GS: Because music is such a presence in the book, have you thought about making a playlist or mixtape to accompany the book?

OK: That’s a great idea, but I am not the one to make it. That would be quite a selection of music to choose from. The talent that was booked at Man’s Country was phenomenal, and an enormous part of bathhouse culture, especially in the early days.

GS: A large section of “Man’s Country: More Than a Bathhouse” is dedicated to the bars that shared space on the Man’s Country grounds, including Bistro Too and Eagle. In recent years, a number of books about queer bars have been published, including Jeremy Atherton Lin’s “Gay Bar,” Greggor Mattson’s “Who Needs Gay Bars?,” Rick Karlin and St Sukie de la Croix’s “Last Call Chicago,” Krista Burton’s “Moby Dyke,” and Lucas Hildebrand’s “The Bars Are Ours.” Why do you think that this subject has become so popular?
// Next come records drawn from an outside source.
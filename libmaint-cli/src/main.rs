//! libmaint - music library maintenance API
//!
//! Serves the JSON endpoints used by the library maintenance UI:
//! track search and YouTube retries, artist genre tagging, genre listing.

use anyhow::Result;
use clap::{Parser, Subcommand};

mod commands;
mod config;
mod tracing_setup;

#[derive(Parser, Debug)]
#[command(
    name = "libmaint",
    author,
    version,
    about = "Music library maintenance API server"
)]
struct Cli {
    /// Enable debug logging (RUST_LOG still takes precedence)
    #[arg(long, global = true)]
    debug: bool,

    /// Export traces over OTLP (requires the `telemetry` feature)
    #[arg(long, global = true)]
    otel: bool,

    #[command(subcommand)]
    command: Commands,
}

#[derive(Subcommand, Debug)]
enum Commands {
    /// Run the HTTP API server
    Serve(commands::serve::ServeArgs),
    /// Check that the database is reachable
    Ping(commands::ping::PingArgs),
}

#[tokio::main]
async fn main() -> Result<()> {
    let env_files = config::load_dotenv();

    let cli = Cli::parse();

    tracing_setup::init(&tracing_setup::TracingConfig {
        debug: cli.debug,
        otel: cli.otel,
    })?;

    for path in &env_files {
        tracing::debug!("Loaded environment from {}", path.display());
    }

    let result = match cli.command {
        Commands::Serve(args) => commands::serve::run_serve(args).await,
        Commands::Ping(args) => commands::ping::run_ping(args).await,
    };

    tracing_setup::shutdown();
    result
}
OK: I think LGBTQ+ history is unique. Growing up with feelings of not belonging, as many LGBTQ+ folks often do, means that when we do find places where we belong those places gain a heightened importance. There is connection and emotional attachment. That feeling of belonging is important to capture because that is such a big part of the LGBTQ+ social experience. I think personal connection is the most effective way to pass on the history of the community – at least for me. Not everyone can relate to winning a court case or changing legislation, but most people can relate to looking for love or sex, hanging out with friends, and having good times. That’s the emotional connection right there. People who claim history is boring are exploring the wrong kind of history. LGBTQ+ history isn’t some distant thing. This is our story.    

GS: Finally, have you started working on or thinking about your next book project?

OK: I have a number of ideas and a few things underway. No decision yet, but I am leaning toward a book of essays.